年始を迎えて一息ついたこの時期にふと思うのは「味噌」のこと。「寒仕込み」という言葉を聞いたことがありますか?一年のうちで最も気温が下がるこの季節は、お酒や味噌、醤油などを仕込むのに最適だと言われています。その理由のひとつは、気温の低さが食品をゆっくり発酵させるため、味わい深く、より美味しく仕上がるからです。筆者も以前、味噌を寒仕込みしたことがあります。じっくりと発酵させた手作り味噌が美味しかったことは勿論、自分で作ったという喜びが食事をより豊かにしました。今回は、味噌の寒仕込みについてご紹介いたします。
寒仕込みをした味噌が美味しい理由
先ほども少し触れましたが、寒仕込みをした味噌が美味しくなる理由は、大きく3つあります。1つは、気温の低い時期から時間をかけてゆっくり発酵させることで、深みのある味わいに仕上がること。次に、雑菌が少なく繁殖を抑えることができること。更に、秋に収穫して間もない大豆や米を使うことができるから。「気温が低くなる時期」というのは、小寒から節分の間の期間である「寒の内」のことです。現在は、加温による発酵で一年中味噌作りが可能になり、手に取りやすい価格で味噌が出回っていますが、寒仕込みして一年寝かせる手作り味噌の味わいには、それと異なる感動があります。
味噌の種類
さて、一口に「味噌」と言っても全国各地に様々な味噌があります。まずは、麹の種類による分類「米味噌」「麦味噌」「豆味噌」に加えて、これらを調合した「調合味噌」があります。現在日本で生産されている味噌は8割方「米味噌」なんだそうです。更に、味による分類「甘味噌」「甘口味噌」「辛口味噌」。塩加減はもちろん、大豆に対する麹の割合によっても味が変化します。そして、色による分類は「白」「赤」「淡色」に分かれます。それらの分類に地域性が加わり、様々な名前のついた味噌が各地に存在しています。
手作り味噌の主な工程とポイント
味噌を手作りしてみたいけれど難しそう……という初心者の方は、味噌屋さんの「手作りキット」を利用したり、味噌作りのワークショップに参加してみるなどすると、味噌を手作りするハードルはグッと下がるのでおすすめです。作る味噌の種類や分量によって、時間などが異なる場合がありますので、今回は味噌を手作りする際の主な工程についてご紹介します。
手作り味噌の仕込みに必要な日程は2日間です。
初日は下準備として「大豆を洗う」「大豆の3倍の量の水に18時間つける」工程があります。

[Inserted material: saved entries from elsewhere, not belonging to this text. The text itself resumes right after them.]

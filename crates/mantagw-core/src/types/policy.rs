//! Bucket access policy documents.

use serde::{Deserialize, Serialize};

/// A bucket access policy document.
#[derive(Debug, Clone, Default, PartialEq, Eq, Serialize, Deserialize)]
#[serde(rename_all = "PascalCase")]
pub struct BucketAccessPolicy {
    /// Policy language version, e.g. `2012-10-17`.
    #[serde(default)]
    pub version: String,
    /// Policy statements.
    #[serde(default, rename = "Statement")]
    pub statements: Vec<PolicyStatement>,
}

/// A single allow/deny statement.
#[derive(Debug, Clone, Default, PartialEq, Eq, Serialize, Deserialize)]
#[serde(rename_all = "PascalCase")]
pub struct PolicyStatement {
    #[serde(default)]
    pub sid: String,
    /// `Allow` or `Deny`.
    pub effect: String,
    #[serde(default)]
    pub principal: Vec<String>,
    #[serde(default, rename = "Action")]
    pub actions: Vec<String>,
    #[serde(default, rename = "Resource")]
    pub resources: Vec<String>,
}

2日目がいよいよ本番。「大豆を煮る(圧力鍋の場合6分程度の加圧・鍋で煮る場合は3時間程度必要)」「塩と麹をまぜる」「大豆をつぶす」「大豆と、まぜ合わせた塩と麹をまぜる」「容器に入れて保管する」という工程です。
その後の保管期間は、好みにもよりますが、10〜12ヶ月が食べ頃。また、保管期間中のカビ対策は「味噌の表面をしっかり密閉する」ことで、落とし布、落としラップ、和紙などを使う場合もあるそうです。更に、味噌に重しをすることでより密閉度が高まります。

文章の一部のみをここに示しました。